▸ **WHAT YOU SHOULD DO**
Go through the entries below line by line and tally those holding "ListFiles"; write only the tally.

Records from a data collection:

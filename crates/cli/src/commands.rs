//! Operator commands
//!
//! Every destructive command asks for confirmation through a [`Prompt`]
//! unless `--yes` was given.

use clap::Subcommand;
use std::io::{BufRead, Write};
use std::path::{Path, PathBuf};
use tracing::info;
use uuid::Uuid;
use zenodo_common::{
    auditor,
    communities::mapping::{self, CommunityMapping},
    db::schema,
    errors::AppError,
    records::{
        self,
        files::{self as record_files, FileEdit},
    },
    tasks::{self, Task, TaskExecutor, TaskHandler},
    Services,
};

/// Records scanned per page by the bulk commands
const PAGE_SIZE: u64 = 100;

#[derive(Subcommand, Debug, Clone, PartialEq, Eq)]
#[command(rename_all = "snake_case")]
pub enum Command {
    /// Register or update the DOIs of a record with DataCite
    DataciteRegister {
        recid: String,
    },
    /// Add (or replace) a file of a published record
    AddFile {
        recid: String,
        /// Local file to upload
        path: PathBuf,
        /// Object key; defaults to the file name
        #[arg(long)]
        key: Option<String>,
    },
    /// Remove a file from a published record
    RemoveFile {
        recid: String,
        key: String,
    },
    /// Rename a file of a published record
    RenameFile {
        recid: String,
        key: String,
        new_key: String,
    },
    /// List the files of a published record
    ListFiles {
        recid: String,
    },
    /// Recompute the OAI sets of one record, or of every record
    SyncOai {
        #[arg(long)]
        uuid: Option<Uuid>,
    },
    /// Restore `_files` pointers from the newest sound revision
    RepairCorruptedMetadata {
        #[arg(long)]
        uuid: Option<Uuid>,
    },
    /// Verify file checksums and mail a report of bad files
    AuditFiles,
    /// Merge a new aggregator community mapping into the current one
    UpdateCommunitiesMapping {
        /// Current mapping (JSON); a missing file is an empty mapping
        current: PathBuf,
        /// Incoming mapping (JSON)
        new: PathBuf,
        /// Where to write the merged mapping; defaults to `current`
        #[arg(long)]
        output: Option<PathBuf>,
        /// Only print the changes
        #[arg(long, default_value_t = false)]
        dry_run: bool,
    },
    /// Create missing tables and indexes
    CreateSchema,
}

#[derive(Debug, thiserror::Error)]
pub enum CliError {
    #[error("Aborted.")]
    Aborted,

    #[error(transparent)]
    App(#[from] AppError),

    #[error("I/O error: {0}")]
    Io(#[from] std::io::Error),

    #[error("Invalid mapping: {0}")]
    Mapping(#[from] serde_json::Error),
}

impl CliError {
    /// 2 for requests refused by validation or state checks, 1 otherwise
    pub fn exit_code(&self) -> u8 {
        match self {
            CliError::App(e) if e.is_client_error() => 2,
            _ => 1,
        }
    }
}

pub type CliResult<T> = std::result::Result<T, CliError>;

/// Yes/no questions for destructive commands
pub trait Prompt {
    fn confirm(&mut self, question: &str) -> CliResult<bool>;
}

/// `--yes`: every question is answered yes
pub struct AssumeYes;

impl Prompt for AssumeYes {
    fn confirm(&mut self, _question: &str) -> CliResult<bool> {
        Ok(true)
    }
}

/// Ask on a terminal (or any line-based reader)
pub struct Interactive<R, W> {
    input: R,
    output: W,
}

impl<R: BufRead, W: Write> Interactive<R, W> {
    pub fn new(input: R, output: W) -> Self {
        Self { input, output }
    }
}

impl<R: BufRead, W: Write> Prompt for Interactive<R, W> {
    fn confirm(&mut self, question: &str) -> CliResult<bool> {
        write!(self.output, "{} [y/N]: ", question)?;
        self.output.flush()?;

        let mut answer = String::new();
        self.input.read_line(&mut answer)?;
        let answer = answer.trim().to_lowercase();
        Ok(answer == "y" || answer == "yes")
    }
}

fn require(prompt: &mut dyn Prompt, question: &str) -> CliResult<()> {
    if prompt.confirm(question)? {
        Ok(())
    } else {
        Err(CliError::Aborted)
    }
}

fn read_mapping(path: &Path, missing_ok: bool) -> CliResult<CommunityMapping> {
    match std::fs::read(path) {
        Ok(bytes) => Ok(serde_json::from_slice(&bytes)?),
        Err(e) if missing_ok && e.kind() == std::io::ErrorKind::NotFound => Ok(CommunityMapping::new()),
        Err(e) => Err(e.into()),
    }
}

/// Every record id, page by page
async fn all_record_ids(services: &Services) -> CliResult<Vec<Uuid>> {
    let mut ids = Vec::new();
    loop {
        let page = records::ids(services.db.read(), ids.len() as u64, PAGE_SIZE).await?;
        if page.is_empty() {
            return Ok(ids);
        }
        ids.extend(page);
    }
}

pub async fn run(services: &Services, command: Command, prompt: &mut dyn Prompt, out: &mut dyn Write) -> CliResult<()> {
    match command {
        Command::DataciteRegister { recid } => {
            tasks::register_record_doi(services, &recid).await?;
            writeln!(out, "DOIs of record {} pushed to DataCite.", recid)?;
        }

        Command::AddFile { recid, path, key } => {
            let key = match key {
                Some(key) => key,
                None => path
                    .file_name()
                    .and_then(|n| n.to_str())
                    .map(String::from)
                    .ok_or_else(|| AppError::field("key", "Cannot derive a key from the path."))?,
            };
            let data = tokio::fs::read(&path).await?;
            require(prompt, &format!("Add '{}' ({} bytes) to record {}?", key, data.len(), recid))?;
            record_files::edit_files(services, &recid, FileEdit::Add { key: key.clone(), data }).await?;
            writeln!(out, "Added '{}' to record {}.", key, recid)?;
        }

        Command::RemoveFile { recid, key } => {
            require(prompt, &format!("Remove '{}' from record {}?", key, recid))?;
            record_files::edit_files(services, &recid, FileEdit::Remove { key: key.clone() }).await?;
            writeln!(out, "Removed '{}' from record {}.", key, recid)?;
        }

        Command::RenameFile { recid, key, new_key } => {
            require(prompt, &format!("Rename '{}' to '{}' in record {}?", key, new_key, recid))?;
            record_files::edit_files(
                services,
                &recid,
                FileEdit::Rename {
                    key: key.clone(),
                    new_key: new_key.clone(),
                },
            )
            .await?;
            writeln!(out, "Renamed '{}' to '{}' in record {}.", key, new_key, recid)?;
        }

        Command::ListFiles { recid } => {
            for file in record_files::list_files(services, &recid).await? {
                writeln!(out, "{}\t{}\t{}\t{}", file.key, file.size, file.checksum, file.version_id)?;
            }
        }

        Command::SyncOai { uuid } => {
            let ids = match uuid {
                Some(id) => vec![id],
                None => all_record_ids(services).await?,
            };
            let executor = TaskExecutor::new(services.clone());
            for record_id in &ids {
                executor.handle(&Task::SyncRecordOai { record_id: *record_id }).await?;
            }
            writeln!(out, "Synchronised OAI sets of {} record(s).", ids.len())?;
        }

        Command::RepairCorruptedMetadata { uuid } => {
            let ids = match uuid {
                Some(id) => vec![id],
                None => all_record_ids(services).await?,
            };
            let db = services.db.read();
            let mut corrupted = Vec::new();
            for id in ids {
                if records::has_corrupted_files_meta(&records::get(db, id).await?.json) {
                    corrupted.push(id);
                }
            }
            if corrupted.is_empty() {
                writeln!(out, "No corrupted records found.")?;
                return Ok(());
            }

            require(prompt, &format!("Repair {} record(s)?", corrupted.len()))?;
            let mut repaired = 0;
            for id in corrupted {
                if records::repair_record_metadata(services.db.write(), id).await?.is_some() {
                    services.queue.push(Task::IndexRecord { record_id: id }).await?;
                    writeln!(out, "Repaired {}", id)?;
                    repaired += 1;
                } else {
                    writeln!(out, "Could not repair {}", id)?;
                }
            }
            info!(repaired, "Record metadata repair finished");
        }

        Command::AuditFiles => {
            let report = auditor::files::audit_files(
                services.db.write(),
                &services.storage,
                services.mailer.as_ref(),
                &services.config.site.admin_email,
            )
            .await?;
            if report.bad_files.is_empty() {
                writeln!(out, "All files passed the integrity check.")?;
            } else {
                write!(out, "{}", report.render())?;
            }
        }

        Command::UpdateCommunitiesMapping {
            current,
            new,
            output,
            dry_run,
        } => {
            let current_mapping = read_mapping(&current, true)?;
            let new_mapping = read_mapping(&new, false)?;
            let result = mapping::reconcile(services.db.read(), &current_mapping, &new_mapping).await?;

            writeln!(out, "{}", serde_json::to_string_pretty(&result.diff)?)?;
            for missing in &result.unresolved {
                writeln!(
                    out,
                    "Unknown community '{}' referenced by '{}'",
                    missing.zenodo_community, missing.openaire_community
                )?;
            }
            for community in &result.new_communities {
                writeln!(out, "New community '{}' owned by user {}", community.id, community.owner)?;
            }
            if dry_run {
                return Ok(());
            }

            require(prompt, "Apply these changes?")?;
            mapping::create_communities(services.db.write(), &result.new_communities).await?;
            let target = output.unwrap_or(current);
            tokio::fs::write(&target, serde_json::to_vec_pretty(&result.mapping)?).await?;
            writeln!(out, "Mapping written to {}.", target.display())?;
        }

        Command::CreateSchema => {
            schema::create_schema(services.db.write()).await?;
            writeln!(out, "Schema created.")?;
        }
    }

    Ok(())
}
---
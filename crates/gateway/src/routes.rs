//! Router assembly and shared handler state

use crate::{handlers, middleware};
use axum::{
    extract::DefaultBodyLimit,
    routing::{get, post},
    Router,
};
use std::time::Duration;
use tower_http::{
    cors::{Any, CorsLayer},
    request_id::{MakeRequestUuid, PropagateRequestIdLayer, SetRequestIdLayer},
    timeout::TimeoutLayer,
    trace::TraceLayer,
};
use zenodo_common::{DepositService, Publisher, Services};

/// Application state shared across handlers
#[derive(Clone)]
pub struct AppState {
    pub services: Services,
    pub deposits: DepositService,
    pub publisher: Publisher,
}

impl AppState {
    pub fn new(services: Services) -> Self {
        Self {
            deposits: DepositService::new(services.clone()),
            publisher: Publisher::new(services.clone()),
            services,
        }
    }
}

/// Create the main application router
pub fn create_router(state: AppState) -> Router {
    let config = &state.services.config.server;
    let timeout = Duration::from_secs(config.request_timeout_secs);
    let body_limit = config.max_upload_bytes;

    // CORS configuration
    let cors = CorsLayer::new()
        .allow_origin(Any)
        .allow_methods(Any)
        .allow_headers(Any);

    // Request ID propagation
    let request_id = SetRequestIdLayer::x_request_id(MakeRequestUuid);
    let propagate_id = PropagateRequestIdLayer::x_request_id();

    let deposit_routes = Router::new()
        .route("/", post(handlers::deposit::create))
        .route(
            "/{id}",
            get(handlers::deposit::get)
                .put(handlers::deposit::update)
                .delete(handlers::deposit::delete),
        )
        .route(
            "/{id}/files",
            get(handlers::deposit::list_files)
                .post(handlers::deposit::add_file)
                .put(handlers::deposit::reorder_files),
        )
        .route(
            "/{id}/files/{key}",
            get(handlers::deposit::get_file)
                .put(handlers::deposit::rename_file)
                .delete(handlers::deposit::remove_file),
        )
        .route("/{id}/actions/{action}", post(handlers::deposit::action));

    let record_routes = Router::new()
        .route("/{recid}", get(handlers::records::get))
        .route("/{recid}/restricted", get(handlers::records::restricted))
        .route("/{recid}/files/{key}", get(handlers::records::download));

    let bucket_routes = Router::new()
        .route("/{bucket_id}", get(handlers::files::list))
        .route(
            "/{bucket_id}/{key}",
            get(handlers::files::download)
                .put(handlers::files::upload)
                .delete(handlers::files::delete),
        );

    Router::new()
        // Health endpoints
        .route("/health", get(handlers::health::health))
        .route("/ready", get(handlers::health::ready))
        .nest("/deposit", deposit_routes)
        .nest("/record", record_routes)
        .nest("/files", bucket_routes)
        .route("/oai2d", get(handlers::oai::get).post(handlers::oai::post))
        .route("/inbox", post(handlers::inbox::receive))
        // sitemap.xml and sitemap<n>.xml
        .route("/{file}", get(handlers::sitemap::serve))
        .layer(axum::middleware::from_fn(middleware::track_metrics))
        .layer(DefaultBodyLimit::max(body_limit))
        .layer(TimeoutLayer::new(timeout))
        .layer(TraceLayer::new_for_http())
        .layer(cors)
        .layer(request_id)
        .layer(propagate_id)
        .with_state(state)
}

▸ **RESULT**
2